The array a was generated by this Haskell program:

import System.Process
import Data.List

f :: Integer -> Integer -> IO Integer
f x y = fmap read $ readProcess "/usr/bin/java" ["A", show x, show y] ""

g :: [[Integer]] -> [String]
g xss = map (\xs -> "new real[]{" ++ intercalate "," (map show xs) ++ "},") xss

main = do
  let n = 20
  xs <- mapM (\x -> mapM (\y -> f x y) [0..n]) [0..n]
  putStrLn $ unlines $ g xs

Answer 1

The time it takes for removeAll to work depends on what kind of collection you pass. When you look at the implementation of removeAll:

public boolean removeAll(Collection<?> c) {
    boolean modified = false;

    if (size() > c.size()) {
        for (Iterator<?> i = c.iterator(); i.hasNext(); )
            modified |= remove(i.next());
    } else {
        for (Iterator<?> i = iterator(); i.hasNext(); ) {
            if (c.contains(i.next())) {
                i.remove();
                modified = true;
            }
        }
    }
    return modified;
}

one can see that when the HashSet and the collection have the same size, it iterates over the HashSet and calls c.contains for each element. Since you are using a LinkedList as the argument, this is an O(n) operation for each element. Since it needs to do this for each of the n elements being removed, the result is an O(n²) operation.

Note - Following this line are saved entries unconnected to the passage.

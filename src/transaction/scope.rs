//! Unit-of-work scopes.
//!
//! A [`Scope`] marks one logical unit-of-work boundary. It never touches
//! the session itself; it only signals the transaction it is enlisted in,
//! through the [`ScopeObserver`] that transaction registered on the scope's
//! [`ScopeHandle`]. Over its lifetime a scope raises at most one of the two
//! signals, committing or rolling back.
//!
//! Dropping a scope disposes it. Because `Drop` cannot report failures,
//! call [`Scope::dispose`] explicitly when the outcome matters.

use std::sync::{Arc, Weak};

use parking_lot::Mutex;

use crate::session::UnitOfWork;
use crate::transaction::error::{TransactionError, TransactionResult};
use crate::transaction::isolation::TransactionMode;
use crate::transaction::manager::TransactionManager;
use crate::transaction::types::{ScopeCompletion, ScopeId};

/// Receiver of a scope's commit and rollback signals.
pub trait ScopeObserver: Send + Sync {
    /// The scope asks to commit its share of the transaction.
    fn on_committing(&self, scope: &ScopeHandle) -> TransactionResult<()>;

    /// The scope is leaving without committing.
    fn on_rolling_back(&self, scope: &ScopeHandle) -> TransactionResult<()>;
}

#[derive(Default)]
struct ScopeState {
    commit_attempted: bool,
    completion: Option<ScopeCompletion>,
    disposed: bool,
    observer: Option<Weak<dyn ScopeObserver>>,
}

/// Shared view of a scope's state.
///
/// Both the [`Scope`] and the transaction it is enlisted in hold a handle;
/// the transaction uses it to subscribe and to mark the scope completed.
#[derive(Clone)]
pub struct ScopeHandle {
    id: ScopeId,
    state: Arc<Mutex<ScopeState>>,
}

impl ScopeHandle {
    fn new() -> Self {
        Self {
            id: ScopeId::generate(),
            state: Arc::new(Mutex::new(ScopeState::default())),
        }
    }

    pub fn id(&self) -> ScopeId {
        self.id
    }

    pub fn completion(&self) -> Option<ScopeCompletion> {
        self.state.lock().completion
    }

    pub fn is_completed(&self) -> bool {
        self.completion().is_some()
    }

    pub fn is_disposed(&self) -> bool {
        self.state.lock().disposed
    }

    pub fn commit_attempted(&self) -> bool {
        self.state.lock().commit_attempted
    }

    /// Whether an observer is currently registered.
    pub fn is_subscribed(&self) -> bool {
        self.state.lock().observer.is_some()
    }

    /// Register the receiver of this scope's signals.
    ///
    /// A scope has a single observer; subscribing while another one is
    /// registered fails.
    pub fn subscribe(&self, observer: Weak<dyn ScopeObserver>) -> TransactionResult<()> {
        let mut state = self.state.lock();
        if state.disposed {
            return Err(TransactionError::disposed(format!("scope {}", self.id)));
        }
        if state.completion.is_some() {
            return Err(TransactionError::invalid(format!(
                "scope {} has already completed and cannot be enlisted",
                self.id
            )));
        }
        if state.observer.is_some() {
            return Err(TransactionError::invalid(format!(
                "scope {} is already enlisted in a transaction",
                self.id
            )));
        }
        state.observer = Some(observer);
        Ok(())
    }

    pub fn unsubscribe(&self) {
        self.state.lock().observer = None;
    }

    /// Mark the scope completed. The first completion wins.
    pub fn complete(&self, completion: ScopeCompletion) {
        let mut state = self.state.lock();
        if state.completion.is_none() {
            state.completion = Some(completion);
        }
    }

    fn observer(&self) -> Option<Arc<dyn ScopeObserver>> {
        self.state.lock().observer.as_ref().and_then(Weak::upgrade)
    }
}

impl std::fmt::Debug for ScopeHandle {
    fn fmt(&self, f: &mut std::fmt::Formatter<'_>) -> std::fmt::Result {
        let state = self.state.lock();
        f.debug_struct("ScopeHandle")
            .field("id", &self.id)
            .field("commit_attempted", &state.commit_attempted)
            .field("completion", &state.completion)
            .field("disposed", &state.disposed)
            .finish()
    }
}

/// One logical unit-of-work boundary.
pub struct Scope {
    handle: ScopeHandle,
    auto_complete: bool,
}

impl Scope {
    /// Open a scope and enlist it with `manager` under `mode`.
    pub fn begin<U: UnitOfWork>(
        manager: &TransactionManager<U>,
        mode: TransactionMode,
    ) -> TransactionResult<Self> {
        let scope = Self::unenlisted(manager.settings().auto_complete_scope);
        if let Err(err) = manager.enlist_scope(&scope.handle, mode) {
            // Never enlisted: there is nothing to commit or roll back.
            scope.handle.state.lock().disposed = true;
            return Err(err);
        }
        Ok(scope)
    }

    /// A scope that is not enlisted anywhere yet. Enlist it through
    /// [`Transaction::enlist_scope`](super::Transaction::enlist_scope) or by
    /// subscribing an observer on its [`handle`](Self::handle).
    pub fn unenlisted(auto_complete: bool) -> Self {
        Self {
            handle: ScopeHandle::new(),
            auto_complete,
        }
    }

    pub fn id(&self) -> ScopeId {
        self.handle.id
    }

    pub fn handle(&self) -> &ScopeHandle {
        &self.handle
    }

    pub fn completion(&self) -> Option<ScopeCompletion> {
        self.handle.completion()
    }

    pub fn is_disposed(&self) -> bool {
        self.handle.is_disposed()
    }

    /// Commit this scope's share of the transaction.
    ///
    /// Committing a scope that already committed does nothing. Committing a
    /// scope whose transaction was rolled back by a sibling fails.
    pub fn commit(&mut self) -> TransactionResult<()> {
        {
            let mut state = self.handle.state.lock();
            if state.disposed {
                return Err(TransactionError::disposed(format!("scope {}", self.handle.id)));
            }
            match state.completion {
                Some(ScopeCompletion::Committed) => return Ok(()),
                Some(ScopeCompletion::Aborted) => {
                    return Err(TransactionError::invalid(format!(
                        "transaction aborted, cannot commit doomed scope {}",
                        self.handle.id
                    )))
                }
                None => {}
            }
            state.commit_attempted = true;
        }

        tracing::debug!(scope = %self.handle.id, "scope committing");
        match self.handle.observer() {
            Some(observer) => observer.on_committing(&self.handle),
            None => Err(TransactionError::invalid(format!(
                "scope {} is not enlisted in any transaction",
                self.handle.id
            ))),
        }
    }

    /// Leave the scope.
    ///
    /// A scope that never attempted to commit rolls back, unless
    /// auto-complete is enabled, in which case it commits first and only
    /// rolls back if that commit fails. Disposing twice does nothing.
    pub fn dispose(&mut self) -> TransactionResult<()> {
        let commit_attempted = {
            let mut state = self.handle.state.lock();
            if state.disposed {
                return Ok(());
            }
            if state.completion.is_some() {
                state.disposed = true;
                return Ok(());
            }
            state.commit_attempted
        };

        let result = if !commit_attempted && self.auto_complete {
            self.commit().or_else(|err| {
                if let Err(rollback_err) = self.signal_rollback() {
                    tracing::warn!(
                        scope = %self.handle.id,
                        error = %rollback_err,
                        "rollback after failed auto-complete also failed"
                    );
                }
                Err(err)
            })
        } else {
            self.signal_rollback()
        };

        self.handle.state.lock().disposed = true;
        result
    }

    fn signal_rollback(&self) -> TransactionResult<()> {
        if self.handle.is_completed() {
            return Ok(());
        }
        match self.handle.observer() {
            Some(observer) => {
                tracing::debug!(scope = %self.handle.id, "scope rolling back");
                observer.on_rolling_back(&self.handle)
            }
            None => Ok(()),
        }
    }
}

impl Drop for Scope {
    fn drop(&mut self) {
        if let Err(err) = self.dispose() {
            tracing::warn!(scope = %self.handle.id, error = %err, "scope dispose failed");
        }
    }
}

impl std::fmt::Debug for Scope {
    fn fmt(&self, f: &mut std::fmt::Formatter<'_>) -> std::fmt::Result {
        f.debug_struct("Scope")
            .field("handle", &self.handle)
            .field("auto_complete", &self.auto_complete)
            .finish()
    }
}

If you replace the LinkedList with a collection that offers a more efficient implementation of contains, then the performance of removeAll should improve accordingly. If you make the HashSet larger than the collection, performance should also improve dramatically, since it will then iterate over the collection.